[Collected data entries]
--------------------

impl Link for SecureConnection {
    fn id(&self) -> ConnectionId {
        self.inner.id()
    }

    fn connect(&self, addr: SocketAddr, cancel: Option<Broadcast>) -> BoxFuture<'_, Result<()>> {
        SecureConnection::connect(self, addr, cancel).boxed()
    }

    fn update_connection(&self, direction: Direction) -> BoxFuture<'_, Result<()>> {
        SecureConnection::update_connection(self, direction).boxed()
    }

    fn send(&self, packet: Packet, order: PacketOrder, cancel: Option<Broadcast>) -> BoxFuture<'_, Result<()>> {
        SecureConnection::send(self, packet, order, cancel).boxed()
    }

    fn session_id(&self) -> BoxFuture<'_, Result<String>> {
        self.inner.session_id().boxed()
    }

    fn disconnect(&self) -> BoxFuture<'_, bool> {
        self.inner.disconnect().boxed()
    }

    fn disconnect_fast(&self) {
        self.inner.disconnect_fast()
    }

    fn dispose(&self) {
        self.inner.dispose();
        self.state.encryptor().reset();
    }

    fn is_connected(&self) -> bool {
        self.inner.is_connected()
    }

    fn direction(&self) -> Direction {
        self.inner.direction()
    }

    fn local_addr(&self) -> Option<SocketAddr> {
        self.inner.local_addr()
    }

    fn remote_addr(&self) -> Option<SocketAddr> {
        self.inner.remote_addr()
    }

    fn graceful_disconnect(&self) -> Option<bool> {
        self.inner.graceful_disconnect()
    }

    fn disconnect_signal(&self) -> Broadcast {
        self.inner.disconnect_signal()
    }
}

--------------------

Goal of the exercise:
Look through the entries above and work out how many lines contain the string "Broadcast". Give that number alone.

Output of the exercise:
3